Compared with most of the country, Texans are lagging behind at protecting their teens against several types of cancer, according to the latest report from the CDC. Nationwide, about 60 percent of teens had received at least one dose of the human papilloma virus (HPV) vaccine, up by about four percentage points, with an encouraging increase among boys as well as girls.
But in Texas, only 49.3 percent of teens have gotten an HPV shot. That big gap leaves far too much room for preventable cancer to afflict our young people.
To be sure, there are bright spots: Cheers for El Paso County, where almost 80 percent of teens have received at least one dose. In rural parts of the state, though, the number is about 47 percent.

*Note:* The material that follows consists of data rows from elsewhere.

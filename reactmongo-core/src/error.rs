//! Error types and result types for the dispatch layer and its drivers.
//!
//! Two families of errors exist:
//!
//! - [`DriverError`] is what a blocking [`Driver`](crate::driver::Driver) call returns
//!   instead of throwing. It never crosses the worker thread boundary as-is: the
//!   dispatch engine renders it to text and hands it to the caller's failure callback.
//! - [`ReactMongoError`] covers failures that happen synchronously in the caller's
//!   context, such as an unparsable host string or a worker thread that cannot be spawned.

use bson::error::Error as BsonError;
use thiserror::Error;

/// Text used when an operation is attempted against a handle that has no live link.
pub const CONNECTION_ERROR: &str = "not connected to mongo";

/// Represents all failures a blocking driver call can report.
#[derive(Error, Debug, Clone, PartialEq)]
pub enum DriverError {
    /// The handle has no live link to the server, either because the connect attempt
    /// failed or because the link was lost afterwards.
    #[error("{}", CONNECTION_ERROR)]
    NotConnected,
    /// The driver could not establish a link to the server.
    #[error("{0}")]
    Connection(String),
    /// The driver rejected the request or hit a protocol problem.
    #[error("{0}")]
    Operation(String),
    /// The server completed the request but reported that it failed.
    #[error("{0}")]
    Command(String),
    /// The namespace is not of the `database.collection` form.
    #[error("Invalid namespace: {0}")]
    InvalidNamespace(String),
}

/// A specialized `Result` type for blocking driver calls.
pub type DriverResult<T> = Result<T, DriverError>;

impl From<BsonError> for DriverError {
    fn from(err: BsonError) -> Self {
        DriverError::Operation(err.to_string())
    }
}

/// Represents failures that are reported synchronously to the caller.
#[derive(Error, Debug)]
pub enum ReactMongoError {
    /// The host string is not of the `hostname[:port]` form.
    #[error("Invalid host: {0}")]
    InvalidHost(String),
    /// The worker thread could not be started.
    #[error("Failed to spawn worker thread: {0}")]
    Spawn(#[from] std::io::Error),
    /// A driver error surfaced outside of a worker job.
    #[error(transparent)]
    Driver(#[from] DriverError),
}

/// A specialized `Result` type for synchronous library calls.
pub type ReactMongoResult<T> = Result<T, ReactMongoError>;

This is cause for worry. The vaccine is safe and studies so far have shown it to be remarkably effective at reducing HPV rates in the general population. And it’s now easier than ever to get pre-teens vaccinated; the CDC recently changed the vaccine schedule so that only two doses are needed.
In contrast, nothing about HPV is safe: It can cause cancers of the cervix, mouth, throat, penis and anus. The virus causes virtually all of the 34,000 cases of cervical cancer each year in this country. Parents don’t have forever to wait; the vaccine is less effective in people older than 20.
Some parents think that having their kids vaccinated against HPV would encourage them to have sex. While HPV is a sexually transmitted disease, studies have found that getting the vaccine doesn’t alter sexual behavior among adolescents. It simply protects those who have intimate contact, including sex, now or in their adult lives, from HPV-related cancers.
Another worrisome finding affects teens across the country as well as Texas: The CDC survey discovered that nationwide, teen vaccination rates are lower in rural and urban areas, and not just for HPV. Rural teens were more likely to skip the meningococcal vaccine. Yet vaccine skepticism doesn’t seem to be the issue; rates for the booster vaccine for tetanus, diphtheria and pertussis (whooping cough), Tdap, were about the same in rural and urban areas.
The CDC was at a loss to explain the puzzle, but suggested that differences in health care delivery might be one factor. That fits with the findings of a survey that our organization conducted last year in Texas. Low-income people in rural areas found it hard to bring their kids to the doctor or clinics where vaccinations were available because of the long distances involved; it took many of them the better part of the day to get there and back. That would mean a missed day of work.
It’s worth considering that both the HPV and meningococcal vaccines require boosters; the Tdap vaccine doesn’t. Could that extra appointment be what discourages families? We don’t yet know.
But this much is certain. We have to improve this picture and there are clear pathways for that:
Train doctors on how to improve vaccine acceptance. A recent study found that doctors who acted as if it was a given that kids would get their HPV vaccines had higher success rates than those who asked and went through the entire argument about HPV. Saying, “Kyle is 11 now. At this age, we give him his Tdap and first HPV and meningococcal vaccine” worked better than saying, “Is it OK to give Kyle his HPV vaccine? I know it’s controversial but it’s really important.”
Pass legislation that would require better reporting of HPV immunization rates. The data is available; using it to compile regional reports would allow Texas to use its public health funds more efficiently to target HPV “vaccination deserts” with public information campaigns. This year, a bill that would have accomplished this never even got a hearing in the Capitol; the Texas legislature needs to do better.
Expand the ability of schools and other community settings to provide immunizations to students so that parents don’t have to travel long distances.
We know what needs to be done. It’s not very expensive or difficult, but it does require a commitment from our state’s leaders.